THE DATA Start Marker
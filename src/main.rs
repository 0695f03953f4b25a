use clap::Parser;
use rlox::ast::IdGen;
use rlox::config::{HISTORY_FILE, WELCOME_MESSAGE, WELCOME_SUBTITLE};
use rlox::error::Diagnostics;
use rlox::eval::Interpreter;
use rlox::highlighter::LoxHelper;
use rlox::{RunOutcome, run_source};
use rustyline::error::ReadlineError;
use rustyline::{Config, Editor};
use std::path::PathBuf;
use std::process::ExitCode;
use std::rc::Rc;

const EXIT_OK: u8 = 0;
const EXIT_USAGE: u8 = 64;
const EXIT_STATIC_ERROR: u8 = 65;
const EXIT_RUNTIME_ERROR: u8 = 70;

/// A tree-walking interpreter for a small dynamically-typed scripting language
#[derive(Parser, Debug)]
#[command(name = "rlox")]
#[command(version = rlox::config::VERSION)]
#[command(about = "A tree-walking interpreter in the Lox family")]
struct CliArgs {
    /// Script file to execute; omit to start the REPL
    #[arg(value_name = "FILE")]
    script: Option<PathBuf>,
}

fn main() -> ExitCode {
    let raw_args = std::env::args().collect::<Vec<_>>();
    if raw_args.len() > 2 {
        eprintln!("Usage: {} [script]", raw_args[0]);
        return ExitCode::from(EXIT_USAGE);
    }

    let args = CliArgs::parse();

    match args.script {
        Some(path) => run_file(&path),
        None => run_prompt(),
    }
}

fn run_file(path: &PathBuf) -> ExitCode {
    let contents = match std::fs::read_to_string(path) {
        Ok(contents) => contents,
        Err(e) => {
            eprintln!("Cannot read script file {}: {}", path.display(), e);
            return ExitCode::from(EXIT_RUNTIME_ERROR);
        }
    };

    let ids = IdGen::new();
    let mut interpreter = Interpreter::new(Rc::new(Diagnostics::new()));

    match run_source(&contents, &ids, &mut interpreter) {
        RunOutcome::Ok => ExitCode::from(EXIT_OK),
        RunOutcome::StaticError => ExitCode::from(EXIT_STATIC_ERROR),
        RunOutcome::RuntimeError => ExitCode::from(EXIT_RUNTIME_ERROR),
    }
}

fn run_prompt() -> ExitCode {
    let config = Config::builder().auto_add_history(true).build();
    let mut rl = match Editor::with_config(config) {
        Ok(rl) => rl,
        Err(e) => {
            eprintln!("Failed to initialize REPL: {}", e);
            return ExitCode::from(EXIT_RUNTIME_ERROR);
        }
    };
    rl.set_helper(Some(LoxHelper::new()));
    let _ = rl.load_history(HISTORY_FILE);

    println!("{}", WELCOME_MESSAGE);
    println!("{}", WELCOME_SUBTITLE);

    let ids = IdGen::new();
    let mut interpreter = Interpreter::new(Rc::new(Diagnostics::new()));

    loop {
        let readline = rl.readline("> ");
        match readline {
            Ok(line) => {
                // A bare NUL byte is the REPL's "end the session" sentinel, retained from the
                // source material's line reader for parity with piped-input test harnesses.
                if line == "\0" {
                    break;
                }
                if line.trim().is_empty() {
                    continue;
                }
                let _ = run_source(&line, &ids, &mut interpreter);
            }
            Err(ReadlineError::Interrupted) => {
                continue;
            }
            Err(ReadlineError::Eof) => {
                break;
            }
            Err(err) => {
                eprintln!("Error: {}", err);
                break;
            }
        }
    }

    let _ = rl.save_history(HISTORY_FILE);
    ExitCode::from(EXIT_OK)
}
THE DATA End Marker
= WHAT YOU NEED TO DO =
Return all of the above records exactly, leaving no line out.

= ANSWER SPACE =
filename src/main.rs
repository 0695f03953f4b25a
use clap::Parser;
use rlox::ast::IdGen;
use rlox::config::{HISTORY_FILE, WELCOME_MESSAGE, WELCOME_SUBTITLE};
use rlox::error::Diagnostics;
use rlox::eval::Interpreter;
use rlox::highlighter::LoxHelper;
use rlox::{RunOutcome, run_source};
use rustyline::error::ReadlineError;
use rustyline::{Config, Editor};
use std::path::PathBuf;
use std::process::ExitCode;
use std::rc::Rc;

const EXIT_OK: u8 = 0;
const EXIT_USAGE: u8 = 64;
const EXIT_STATIC_ERROR: u8 = 65;
const EXIT_RUNTIME_ERROR: u8 = 70;

/// A tree-walking interpreter for a small dynamically-typed scripting language
#[derive(Parser, Debug)]
#[command(name = "rlox")]
#[command(version = rlox::config::VERSION)]
#[command(about = "A tree-walking interpreter in the Lox family")]
struct CliArgs {
    /// Script file to execute; omit to start the REPL
    #[arg(value_name = "FILE")]
    script: Option<PathBuf>,
}

fn main() -> ExitCode {
    let raw_args = std::env::args().collect::<Vec<_>>();
    if raw_args.len() > 2 {
        eprintln!("Usage: {} [script]", raw_args[0]);
        return ExitCode::from(EXIT_USAGE);
    }

    let args = CliArgs::parse();

    match args.script {
        Some(path) => run_file(&path),
        None => run_prompt(),
    }
}

fn run_file(path: &PathBuf) -> ExitCode {
    let contents = match std::fs::read_to_string(path) {
        Ok(contents) => contents,
        Err(e) => {
            eprintln!("Cannot read script file {}: {}", path.display(), e);
            return ExitCode::from(EXIT_RUNTIME_ERROR);
        }
    };

    let ids = IdGen::new();
    let mut interpreter = Interpreter::new(Rc::new(Diagnostics::new()));

    match run_source(&contents, &ids, &mut interpreter) {
        RunOutcome::Ok => ExitCode::from(EXIT_OK),
        RunOutcome::StaticError => ExitCode::from(EXIT_STATIC_ERROR),
        RunOutcome::RuntimeError => ExitCode::from(EXIT_RUNTIME_ERROR),
    }
}

fn run_prompt() -> ExitCode {
    let config = Config::builder().auto_add_history(true).build();
    let mut rl = match Editor::with_config(config) {
        Ok(rl) => rl,
        Err(e) => {
            eprintln!("Failed to initialize REPL: {}", e);
            return ExitCode::from(EXIT_RUNTIME_ERROR);
        }
    };
    rl.set_helper(Some(LoxHelper::new()));
    let _ = rl.load_history(HISTORY_FILE);

    println!("{}", WELCOME_MESSAGE);
    println!("{}", WELCOME_SUBTITLE);

    let ids = IdGen::new();
    let mut interpreter = Interpreter::new(Rc::new(Diagnostics::new()));

    loop {
        let readline = rl.readline("> ");
        match readline {
            Ok(line) => {
                // A bare NUL byte is the REPL's "end the session" sentinel, retained from the
                // source material's line reader for parity with piped-input test harnesses.
                if line == "\0" {
                    break;
                }
                if line.trim().is_empty() {
                    continue;
                }
                let _ = run_source(&line, &ids, &mut interpreter);
            }
            Err(ReadlineError::Interrupted) => {
                continue;
            }
            Err(ReadlineError::Eof) => {
                break;
            }
            Err(err) => {
                eprintln!("Error: {}", err);
                break;
            }
        }
    }

    let _ = rl.save_history(HISTORY_FILE);
    ExitCode::from(EXIT_OK)
}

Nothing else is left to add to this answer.